- _Problem description_: Your reply should hold exactly the lines from the one that contains "(default) or json." through the end of the data. Repeat them word for word.

# # # # #

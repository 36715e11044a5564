//! CLI command definitions, routing, and tracing setup.

use std::path::Path;
use std::sync::Arc;

use clap::{Parser, Subcommand};
use color_eyre::eyre::{Result, eyre};
use corelogic_core::{
    JobQueue, OpenAiDistiller, Scheduler, VersionChainManager, Worker, WorkerSettings,
    spawn_scheduler_loop, spawn_worker_loop,
};
use corelogic_shared::{
    AppConfig, ChangelogEntry, CoreLogicVersion, DistillationJob, Domain, JobStatus,
    KnowledgeItem, TriggeredBy, init_config, load_config, new_id, validate_api_key,
};
use corelogic_storage::{Storage, Store};
use indicatif::{ProgressBar, ProgressStyle};
use tokio::sync::watch;
use tracing::info;

// ---------------------------------------------------------------------------
// CLI structure
// ---------------------------------------------------------------------------

/// Core logic engine: distill domain knowledge into a versioned artifact.
#[derive(Parser)]
#[command(
    name = "corelogic",
    version,
    about = "Distill domain knowledge into versioned core logic.",
    long_about = None,
)]
pub(crate) struct Cli {
    /// Log format: text (default) or json.
    #[arg(long, default_value = "text", global = true)]
    pub log_format: LogFormat,

    /// Verbosity level (-v, -vv, -vvv).
    #[arg(short, long, action = clap::ArgAction::Count, global = true)]
    pub verbose: u8,

    #[command(subcommand)]
    pub command: Command,
}

/// Log output format.
#[derive(Clone, Debug, clap::ValueEnum)]
pub(crate) enum LogFormat {
    Text,
    Json,
}

/// Top-level CLI subcommands.
#[derive(Subcommand)]
pub(crate) enum Command {
    /// Run the scheduler and worker until Ctrl-C.
    Run,

    /// Queue a manual distillation for a domain.
    Trigger {
        /// Domain ID.
        #[arg(long)]
        domain: String,

        /// Job priority (higher runs first). Defaults to the configured priority.
        #[arg(long)]
        priority: Option<i32>,
    },

    /// Queue a distillation and process the queue in the foreground.
    Distill {
        /// Domain ID.
        #[arg(long)]
        domain: String,
    },

    /// Inspect or roll back a domain's version chain.
    Versions {
        #[command(subcommand)]
        action: VersionsAction,
    },

    /// List distillation jobs, newest first.
    Jobs {
        /// Only jobs for this domain.
        #[arg(long)]
        domain: Option<String>,
    },

    /// Manage local domain records.
    Domain {
        #[command(subcommand)]
        action: DomainAction,
    },

    /// Manage local knowledge items.
    Knowledge {
        #[command(subcommand)]
        action: KnowledgeAction,
    },

    /// Configuration management.
    Config {
        /// Config subcommand.
        #[command(subcommand)]
        action: ConfigAction,
    },
}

# # # # #

- _Task solution_:
    /// Log format: text (default) or json.
    #[arg(long, default_value = "text", global = true)]
    pub log_format: LogFormat,

    /// Verbosity level (-v, -vv, -vvv).
    #[arg(short, long, action = clap::ArgAction::Count, global = true)]
    pub verbose: u8,

    #[command(subcommand)]
    pub command: Command,
}

/// Log output format.
#[derive(Clone, Debug, clap::ValueEnum)]
pub(crate) enum LogFormat {
    Text,
    Json,
}

/// Top-level CLI subcommands.
#[derive(Subcommand)]
pub(crate) enum Command {
    /// Run the scheduler and worker until Ctrl-C.
    Run,

    /// Queue a manual distillation for a domain.
    Trigger {
        /// Domain ID.
        #[arg(long)]
        domain: String,

        /// Job priority (higher runs first). Defaults to the configured priority.
        #[arg(long)]
        priority: Option<i32>,
    },

    /// Queue a distillation and process the queue in the foreground.
    Distill {
        /// Domain ID.
        #[arg(long)]
        domain: String,
    },

    /// Inspect or roll back a domain's version chain.
    Versions {
        #[command(subcommand)]
        action: VersionsAction,
    },

    /// List distillation jobs, newest first.
    Jobs {
        /// Only jobs for this domain.
        #[arg(long)]
        domain: Option<String>,
    },

    /// Manage local domain records.
    Domain {
        #[command(subcommand)]
        action: DomainAction,
    },

    /// Manage local knowledge items.
    Knowledge {
        #[command(subcommand)]
        action: KnowledgeAction,
    },

    /// Configuration management.
    Config {
        /// Config subcommand.
        #[command(subcommand)]
        action: ConfigAction,
    },
}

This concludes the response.